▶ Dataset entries
Start of Block

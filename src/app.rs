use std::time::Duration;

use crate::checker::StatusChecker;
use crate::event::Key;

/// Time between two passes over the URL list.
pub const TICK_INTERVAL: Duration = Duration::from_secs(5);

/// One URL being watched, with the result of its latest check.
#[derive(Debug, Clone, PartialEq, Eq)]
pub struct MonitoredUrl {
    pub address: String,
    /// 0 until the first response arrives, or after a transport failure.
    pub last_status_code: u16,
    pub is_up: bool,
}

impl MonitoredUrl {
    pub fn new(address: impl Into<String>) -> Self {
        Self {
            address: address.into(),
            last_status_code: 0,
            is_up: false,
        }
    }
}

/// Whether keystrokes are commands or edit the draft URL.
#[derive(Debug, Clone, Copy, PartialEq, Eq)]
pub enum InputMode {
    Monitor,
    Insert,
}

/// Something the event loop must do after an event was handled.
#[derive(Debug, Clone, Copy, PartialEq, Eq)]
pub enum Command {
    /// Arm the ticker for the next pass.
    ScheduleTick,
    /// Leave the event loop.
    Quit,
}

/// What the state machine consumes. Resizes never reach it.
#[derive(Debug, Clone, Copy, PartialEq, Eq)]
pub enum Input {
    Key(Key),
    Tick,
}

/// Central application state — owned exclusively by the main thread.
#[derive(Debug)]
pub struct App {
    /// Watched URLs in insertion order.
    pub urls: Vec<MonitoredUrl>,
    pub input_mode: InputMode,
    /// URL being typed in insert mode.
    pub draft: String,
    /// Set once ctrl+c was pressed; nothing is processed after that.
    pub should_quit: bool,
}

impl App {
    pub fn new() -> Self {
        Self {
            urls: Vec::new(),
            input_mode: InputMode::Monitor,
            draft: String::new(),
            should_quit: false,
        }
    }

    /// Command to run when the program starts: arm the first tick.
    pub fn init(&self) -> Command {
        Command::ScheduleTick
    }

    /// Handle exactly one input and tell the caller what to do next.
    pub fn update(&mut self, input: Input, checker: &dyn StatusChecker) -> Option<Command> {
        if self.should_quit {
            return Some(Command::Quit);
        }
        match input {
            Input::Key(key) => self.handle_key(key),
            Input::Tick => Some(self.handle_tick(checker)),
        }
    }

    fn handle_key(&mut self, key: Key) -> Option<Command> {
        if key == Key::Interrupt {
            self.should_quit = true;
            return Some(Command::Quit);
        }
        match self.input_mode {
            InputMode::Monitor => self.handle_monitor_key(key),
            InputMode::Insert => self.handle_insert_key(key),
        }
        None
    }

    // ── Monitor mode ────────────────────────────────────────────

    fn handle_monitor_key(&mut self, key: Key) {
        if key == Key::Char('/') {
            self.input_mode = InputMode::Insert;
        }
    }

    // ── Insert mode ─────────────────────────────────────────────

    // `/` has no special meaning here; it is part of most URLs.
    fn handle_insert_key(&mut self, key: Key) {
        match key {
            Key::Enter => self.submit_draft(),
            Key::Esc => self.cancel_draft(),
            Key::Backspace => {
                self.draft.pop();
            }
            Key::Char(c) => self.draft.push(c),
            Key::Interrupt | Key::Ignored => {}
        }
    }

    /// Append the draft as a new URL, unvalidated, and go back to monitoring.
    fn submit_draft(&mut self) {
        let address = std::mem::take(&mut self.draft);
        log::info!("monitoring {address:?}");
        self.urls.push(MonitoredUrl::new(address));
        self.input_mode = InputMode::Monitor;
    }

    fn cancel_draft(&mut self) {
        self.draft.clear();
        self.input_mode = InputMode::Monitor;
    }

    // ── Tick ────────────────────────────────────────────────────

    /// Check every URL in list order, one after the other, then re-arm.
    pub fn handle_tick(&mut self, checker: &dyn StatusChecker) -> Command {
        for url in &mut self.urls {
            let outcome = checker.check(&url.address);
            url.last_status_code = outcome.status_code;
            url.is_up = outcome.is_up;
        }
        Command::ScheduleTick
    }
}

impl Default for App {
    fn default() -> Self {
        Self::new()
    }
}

End of Block

▶ WHAT YOU NEED TO DO
Reproduce all the data exactly. Include every line.

▶ EXERCISE RESULT
filename src/app.rs
use std::time::Duration;

use crate::checker::StatusChecker;
use crate::event::Key;

/// Time between two passes over the URL list.
pub const TICK_INTERVAL: Duration = Duration::from_secs(5);

/// One URL being watched, with the result of its latest check.
#[derive(Debug, Clone, PartialEq, Eq)]
pub struct MonitoredUrl {
    pub address: String,
    /// 0 until the first response arrives, or after a transport failure.
    pub last_status_code: u16,
    pub is_up: bool,
}

impl MonitoredUrl {
    pub fn new(address: impl Into<String>) -> Self {
        Self {
            address: address.into(),
            last_status_code: 0,
            is_up: false,
        }
    }
}

/// Whether keystrokes are commands or edit the draft URL.
#[derive(Debug, Clone, Copy, PartialEq, Eq)]
pub enum InputMode {
    Monitor,
    Insert,
}

/// Something the event loop must do after an event was handled.
#[derive(Debug, Clone, Copy, PartialEq, Eq)]
pub enum Command {
    /// Arm the ticker for the next pass.
    ScheduleTick,
    /// Leave the event loop.
    Quit,
}

/// What the state machine consumes. Resizes never reach it.
#[derive(Debug, Clone, Copy, PartialEq, Eq)]
pub enum Input {
    Key(Key),
    Tick,
}

/// Central application state — owned exclusively by the main thread.
#[derive(Debug)]
pub struct App {
    /// Watched URLs in insertion order.
    pub urls: Vec<MonitoredUrl>,
    pub input_mode: InputMode,
    /// URL being typed in insert mode.
    pub draft: String,
    /// Set once ctrl+c was pressed; nothing is processed after that.
    pub should_quit: bool,
}

impl App {
    pub fn new() -> Self {
        Self {
            urls: Vec::new(),
            input_mode: InputMode::Monitor,
            draft: String::new(),
            should_quit: false,
        }
    }

    /// Command to run when the program starts: arm the first tick.
    pub fn init(&self) -> Command {
        Command::ScheduleTick
    }

    /// Handle exactly one input and tell the caller what to do next.
    pub fn update(&mut self, input: Input, checker: &dyn StatusChecker) -> Option<Command> {
        if self.should_quit {
            return Some(Command::Quit);
        }
        match input {
            Input::Key(key) => self.handle_key(key),
            Input::Tick => Some(self.handle_tick(checker)),
        }
    }

    fn handle_key(&mut self, key: Key) -> Option<Command> {
        if key == Key::Interrupt {
            self.should_quit = true;
            return Some(Command::Quit);
        }
        match self.input_mode {
            InputMode::Monitor => self.handle_monitor_key(key),
            InputMode::Insert => self.handle_insert_key(key),
        }
        None
    }

    // ── Monitor mode ────────────────────────────────────────────

    fn handle_monitor_key(&mut self, key: Key) {
        if key == Key::Char('/') {
            self.input_mode = InputMode::Insert;
        }
    }

    // ── Insert mode ─────────────────────────────────────────────

    // `/` has no special meaning here; it is part of most URLs.
    fn handle_insert_key(&mut self, key: Key) {
        match key {
            Key::Enter => self.submit_draft(),
            Key::Esc => self.cancel_draft(),
            Key::Backspace => {
                self.draft.pop();
            }
            Key::Char(c) => self.draft.push(c),
            Key::Interrupt | Key::Ignored => {}
        }
    }

    /// Append the draft as a new URL, unvalidated, and go back to monitoring.
    fn submit_draft(&mut self) {
        let address = std::mem::take(&mut self.draft);
        log::info!("monitoring {address:?}");
        self.urls.push(MonitoredUrl::new(address));
        self.input_mode = InputMode::Monitor;
    }

    fn cancel_draft(&mut self) {
        self.draft.clear();
        self.input_mode = InputMode::Monitor;
    }

    // ── Tick ────────────────────────────────────────────────────

    /// Check every URL in list order, one after the other, then re-arm.
    pub fn handle_tick(&mut self, checker: &dyn StatusChecker) -> Command {
        for url in &mut self.urls {
            let outcome = checker.check(&url.address);
            url.last_status_code = outcome.status_code;
            url.is_up = outcome.is_up;
        }
        Command::ScheduleTick
    }
}

impl Default for App {
    fn default() -> Self {
        Self::new()
    }
}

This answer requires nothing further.